What strikes me, is that after the tear-gas canister was thrown by the police, or whoever was there, they retreated. And my co-marchers marched on. K and I took to the streets again, scared, and moved. Because I was scared, though even still in a state of denial that nothing will happen–despite all the visual evidence of the denied. The dumpsters and trash bins as barricades. The gas still hanging in the air. The traffic cones and plastic drums piling. I grabbed one and moved on. We chanted. We walked. I followed, not seeing where to. And we stopped. An uber driver was driving like normal and we all stopped, confused for a moment. Where are we? Where are we going? “Let’s go back to Nicollet,” someone said, and so we did, joining again a larger crowd of protestors that seemingly materialized while we were gone. There were more people here than I first imagined when I arrived.

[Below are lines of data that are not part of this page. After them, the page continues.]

//! request authentication
//!
//! an [`Auth`] produces the headers attached to each request. the client
//! asks for them on every call, so implementations can rotate credentials.

use base64::engine::general_purpose::STANDARD;
use base64::Engine;
use std::collections::BTreeMap;

/// header mapping produced by an [`Auth`]
pub type AuthHeaders = BTreeMap<String, String>;

/// authentication capability used by [`crate::Client`]
pub trait Auth: Send + Sync {
    /// headers to include in the next request
    fn headers(&self) -> AuthHeaders;
}

/// no authentication
#[derive(Debug, Clone, Default)]
pub struct NoAuth;

impl Auth for NoAuth {
    fn headers(&self) -> AuthHeaders {
        AuthHeaders::new()
    }
}

/// api key sent in a custom header
#[derive(Clone)]
pub struct ApiKeyAuth {
    key: String,
    header: String,
}

impl ApiKeyAuth {
    /// default header name used by [`ApiKeyAuth::new`]
    pub const DEFAULT_HEADER: &'static str = "x-api-key";

    pub fn new(key: impl Into<String>) -> Self {
        Self::with_header(key, Self::DEFAULT_HEADER)
    }

    pub fn with_header(key: impl Into<String>, header: impl Into<String>) -> Self {
        Self {
            key: key.into(),
            header: header.into(),
        }
    }
}

impl Auth for ApiKeyAuth {
    fn headers(&self) -> AuthHeaders {
        AuthHeaders::from([(self.header.clone(), self.key.clone())])
    }
}

/// bearer token in the `Authorization` header
#[derive(Clone)]
pub struct BearerAuth {
    token: String,
}

impl BearerAuth {
    pub fn new(token: impl Into<String>) -> Self {
        Self {
            token: token.into(),
        }
    }
}

impl Auth for BearerAuth {
    fn headers(&self) -> AuthHeaders {
        AuthHeaders::from([(
            "Authorization".to_string(),
            format!("Bearer {}", self.token),
        )])
    }
}

/// http basic authentication
#[derive(Clone)]
pub struct BasicAuth {
    username: String,
    password: String,
}

impl BasicAuth {
    pub fn new(username: impl Into<String>, password: impl Into<String>) -> Self {
        Self {
            username: username.into(),
            password: password.into(),
        }
    }
}

impl Auth for BasicAuth {
    fn headers(&self) -> AuthHeaders {
        let encoded = STANDARD.encode(format!("{}:{}", self.username, self.password));
        AuthHeaders::from([("Authorization".to_string(), format!("Basic {encoded}"))])
    }
}

/// fixed set of custom headers
#[derive(Debug, Clone, Default)]
pub struct HeaderAuth {
    headers: AuthHeaders,
}

impl HeaderAuth {
    pub fn new<I, K, V>(headers: I) -> Self
    where
        I: IntoIterator<Item = (K, V)>,
        K: Into<String>,
        V: Into<String>,
    {
        Self {
            headers: headers
                .into_iter()
                .map(|(k, v)| (k.into(), v.into()))
                .collect(),
        }
    }
}

impl Auth for HeaderAuth {
    fn headers(&self) -> AuthHeaders {
        self.headers.clone()
    }
}

impl<F> Auth for F
where
    F: Fn() -> AuthHeaders + Send + Sync,
{
    fn headers(&self) -> AuthHeaders {
        self()
    }
}

// credentials stay out of debug output
macro_rules! redacted_debug {
    ($($ty:ident),*) => {
        $(impl std::fmt::Debug for $ty {
            fn fmt(&self, f: &mut std::fmt::Formatter<'_>) -> std::fmt::Result {
                f.debug_struct(stringify!($ty)).finish_non_exhaustive()
            }
        })*
    };
}

redacted_debug!(ApiKeyAuth, BearerAuth, BasicAuth);

#[cfg(test)]
mod tests {
    use super::*;
    use std::sync::atomic::{AtomicUsize, Ordering};
    use std::sync::Arc;

    #[test]
    fn test_api_key_default_header() {
        let headers = ApiKeyAuth::new("secret").headers();
        assert_eq!(headers.get("x-api-key").map(String::as_str), Some("secret"));

        let headers = ApiKeyAuth::with_header("secret", "X-Custom").headers();
        assert_eq!(headers.get("X-Custom").map(String::as_str), Some("secret"));
    }

    #[test]
    fn test_bearer_and_basic() {
        let headers = BearerAuth::new("tok").headers();
        assert_eq!(headers["Authorization"], "Bearer tok");

        let headers = BasicAuth::new("user", "pass").headers();
        assert_eq!(headers["Authorization"], "Basic dXNlcjpwYXNz");
    }

    #[test]
    fn test_header_and_no_auth() {
        let headers = HeaderAuth::new([("X-Tenant", "t1"), ("X-Key", "k")]).headers();
        assert_eq!(headers.len(), 2);
        assert!(NoAuth.headers().is_empty());
    }

    #[test]
    fn test_closure_auth_evaluated_each_call() {
        let calls = Arc::new(AtomicUsize::new(0));
        let counter = calls.clone();
        let auth = move || {
            let n = counter.fetch_add(1, Ordering::SeqCst);
            AuthHeaders::from([("X-Nonce".to_string(), n.to_string())])
        };
        assert_eq!(auth.headers()["X-Nonce"], "0");
        assert_eq!(auth.headers()["X-Nonce"], "1");
        assert_eq!(calls.load(Ordering::SeqCst), 2);
    }

    #[test]
    fn test_debug_redacts_secrets() {
        let debug = format!("{:?}", BearerAuth::new("top-secret"));
        assert!(!debug.contains("top-secret"));
    }
}
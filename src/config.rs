//! client configuration
//!
//! build a [`ClientConfig`] with the graphql endpoint, an [`Auth`], and
//! optional transport overrides. pass it to [`crate::Client::new`] or to the
//! constructor of a generated client.

use crate::auth::{Auth, NoAuth};
use crate::error::{Error, Result};
use reqwest::header::{HeaderMap, HeaderName, HeaderValue};
use std::sync::Arc;
use std::time::Duration;
use url::Url;

/// configuration for the runtime client
#[derive(Clone)]
pub struct ClientConfig {
    /// original endpoint input
    pub(crate) raw_base_url: String,

    /// graphql endpoint (e.g., "<https://api.example.com/graphql>")
    pub(crate) base_url: Option<Url>,

    /// header source evaluated per request
    pub(crate) auth: Arc<dyn Auth>,

    /// request timeout duration
    pub(crate) timeout: Duration,

    /// user agent string
    pub(crate) user_agent: String,

    /// whether to verify ssl certificates
    pub(crate) verify_ssl: bool,

    /// additional headers to send with every request
    pub(crate) extra_headers: HeaderMap,

    /// prebuilt http client (takes precedence over http_client_builder)
    pub(crate) http_client: Option<reqwest::Client>,

    /// callback to customize the http client builder before building
    pub(crate) http_client_builder:
        Option<Arc<dyn Fn(reqwest::ClientBuilder) -> reqwest::ClientBuilder + Send + Sync>>,
}

impl ClientConfig {
    /// create a new client configuration
    ///
    /// `base_url` is the graphql endpoint itself; a missing scheme defaults
    /// to https.
    ///
    /// ```
    /// use gqlkit::{BearerAuth, ClientConfig};
    ///
    /// let config = ClientConfig::new("https://api.example.com/graphql")
    ///     .with_auth(BearerAuth::new("token"));
    /// ```
    pub fn new(base_url: impl AsRef<str>) -> Self {
        let raw = base_url.as_ref();
        let normalized = raw.trim_end_matches('/');
        let base_url = Url::parse(normalized)
            .or_else(|_| Url::parse(&format!("https://{}", normalized)))
            .ok();

        Self {
            raw_base_url: raw.to_string(),
            base_url,
            auth: Arc::new(NoAuth),
            timeout: Duration::from_secs(30),
            user_agent: format!("gqlkit/{} (Rust)", env!("CARGO_PKG_VERSION")),
            verify_ssl: true,
            extra_headers: HeaderMap::new(),
            http_client: None,
            http_client_builder: None,
        }
    }

    /// set the authentication capability
    ///
    /// default: [`NoAuth`]
    pub fn with_auth(mut self, auth: impl Auth + 'static) -> Self {
        self.auth = Arc::new(auth);
        self
    }

    /// set the request timeout
    ///
    /// default: 30 seconds
    pub fn with_timeout(mut self, timeout: Duration) -> Self {
        self.timeout = timeout;
        self
    }

    /// set a custom user agent string
    pub fn with_user_agent(mut self, user_agent: impl Into<String>) -> Self {
        self.user_agent = user_agent.into();
        self
    }

    /// disable ssl certificate verification (not recommended for production)
    pub fn with_ssl_verification(mut self, verify: bool) -> Self {
        self.verify_ssl = verify;
        self
    }

    /// add a header to every request
    pub fn with_header(mut self, name: HeaderName, value: HeaderValue) -> Self {
        self.extra_headers.insert(name, value);
        self
    }

    /// add a set of headers to every request
    pub fn with_headers(mut self, headers: HeaderMap) -> Self {
        self.extra_headers.extend(headers);
        self
    }

    /// access extra headers configured on this client
    pub fn extra_headers(&self) -> &HeaderMap {
        &self.extra_headers
    }

    /// inject a prebuilt http client.
    ///
    /// the prebuilt client owns tls, timeouts, and the user agent. auth
    /// headers are still added per request.
    pub fn with_http_client(mut self, http_client: reqwest::Client) -> Self {
        self.http_client = Some(http_client);
        self
    }

    /// customize the http client builder before the client is created.
    ///
    /// ignored if `with_http_client` is also set.
    pub fn with_http_client_builder<F>(mut self, f: F) -> Self
    where
        F: Fn(reqwest::ClientBuilder) -> reqwest::ClientBuilder + Send + Sync + 'static,
    {
        self.http_client_builder = Some(Arc::new(f));
        self
    }

    /// validate the configuration
    pub(crate) fn validate(&self) -> Result<()> {
        let Some(url) = &self.base_url else {
            return Err(Error::Config(format!(
                "invalid base url: {}",
                self.raw_base_url
            )));
        };

        if url.scheme() != "http" && url.scheme() != "https" {
            return Err(Error::Config(format!(
                "invalid url scheme: {}. must be http or https",
                url.scheme()
            )));
        }

        Ok(())
    }

    /// the graphql endpoint
    pub(crate) fn graphql_url(&self) -> Result<Url> {
        self.base_url
            .clone()
            .ok_or_else(|| Error::Config(format!("invalid base url: {}", self.raw_base_url)))
    }

    /// per-request auth headers
    pub(crate) fn auth_headers(&self) -> Result<HeaderMap> {
        let mut headers = HeaderMap::new();
        for (name, value) in self.auth.headers() {
            let name = HeaderName::from_bytes(name.as_bytes())
                .map_err(|err| Error::Config(format!("invalid auth header name {name}: {err}")))?;
            let value = HeaderValue::from_str(&value)
                .map_err(|err| Error::Config(format!("invalid auth header value: {err}")))?;
            headers.insert(name, value);
        }
        Ok(headers)
    }
}

impl std::fmt::Debug for ClientConfig {
    fn fmt(&self, f: &mut std::fmt::Formatter<'_>) -> std::fmt::Result {
        f.debug_struct("ClientConfig")
            .field("base_url", &self.raw_base_url)
            .field("timeout", &self.timeout)
            .field("user_agent", &self.user_agent)
            .field("verify_ssl", &self.verify_ssl)
            .field("extra_headers", &self.extra_headers.len())
            .field("http_client", &self.http_client.is_some())
            .field("http_client_builder", &self.http_client_builder.is_some())
            .field("auth", &"<redacted>")
            .finish()
    }
}
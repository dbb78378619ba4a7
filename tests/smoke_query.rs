use gqlkit::{BearerAuth, Client, ClientConfig, FieldSelection, OperationDef, OperationKind};

// runs against a live endpoint only when GQLKIT_URL is set
fn live_client() -> Option<Client> {
    let base_url = std::env::var("GQLKIT_URL").ok()?;
    let mut config = ClientConfig::new(base_url);
    if let Ok(token) = std::env::var("GQLKIT_TOKEN") {
        config = config.with_auth(BearerAuth::new(token));
    }
    Some(Client::new(config).expect("client"))
}

#[cfg_attr(miri, ignore)]
#[tokio::test]
async fn smoke_typename() {
    let Some(client) = live_client() else {
        return;
    };

    let response = client
        .execute_raw("query { __typename }", None)
        .await
        .expect("graphql query");

    assert!(response.data.is_some());
}

#[cfg_attr(miri, ignore)]
#[tokio::test]
async fn smoke_operation_def() {
    let Some(client) = live_client() else {
        return;
    };

    const TYPENAME: OperationDef = OperationDef {
        name: "__typename",
        kind: OperationKind::Query,
        response_path: &["__typename"],
        return_type: "String",
        document_prefix: "query Typename { __typename",
        document_suffix: " }",
        query_all: "",
        query_minimal: "",
        plan_all: r#"{"root":{"node":"leaf"}}"#,
        plan_minimal: r#"{"root":{"node":"leaf"}}"#,
    };

    let name: String = client
        .execute_operation(
            &TYPENAME,
            serde_json::Map::new(),
            Some(&FieldSelection::Minimal),
            r#"{"types":{}}"#,
        )
        .await
        .expect("operation");
    assert!(!name.is_empty());
}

My narrative isn’t perfect of the scenes yesterday and the day before. Far from it. I arrived late, and the dangers, seemingly, dispersed after that final tear-gassing. We moved back to known territory for me. Speakers and chants. Testimony of the worst. Calls to action. And I felt more comfortable in the known. Not being able to imagine the damage and danger from hours before I arrived. What had it been like and how could I have helped. How must I meet the moment in the future?

I relate all this then, to help you recognize the need to ask those questions I have been asking myself. When does the need for violence overcome our “moral obligation” to be peaceful? When is it immoral to act peacefully? We fought nazis in the forties. Cheered their deaths. What does a nazi look like today? I’m still writing this piece on violence. But I need to clear the ideas with you first perhaps. Create this conversational space I long for, this written community outside of academia. I got a lot of responses privately from readers (friends and family mostly), but I’d love to start a public forum here with responses and questions back at me and those others in community with me and this “blog”. Most of my network lives outside of the Twin Cities. Like I said, I’ve only been here for a year and a half. I’m still gaining new connections. I’m still slowly coming to love the cities and struggling with the life of an adult who is no longer in college, looking to make friends while all my best friends live far away. What are the thoughts you’re having about Minneapolis now? Do they echo those thoughts you had 5 and a half years ago with George Floyd’s death? Do they remind you of the history of Slave Catchers? Of Nazis or Nazi sympathizers (who are also nazis lets be clear)? Have you ever been here to Minneapolis? Why not? What do you love and mourn for about the midwest, or your own city, or the nation you once thought you knew? What do you love and mourn for your own life, your own comforts, your own privilege or marginalization? It’s not comfortable to talk about these things. Which is why we need to.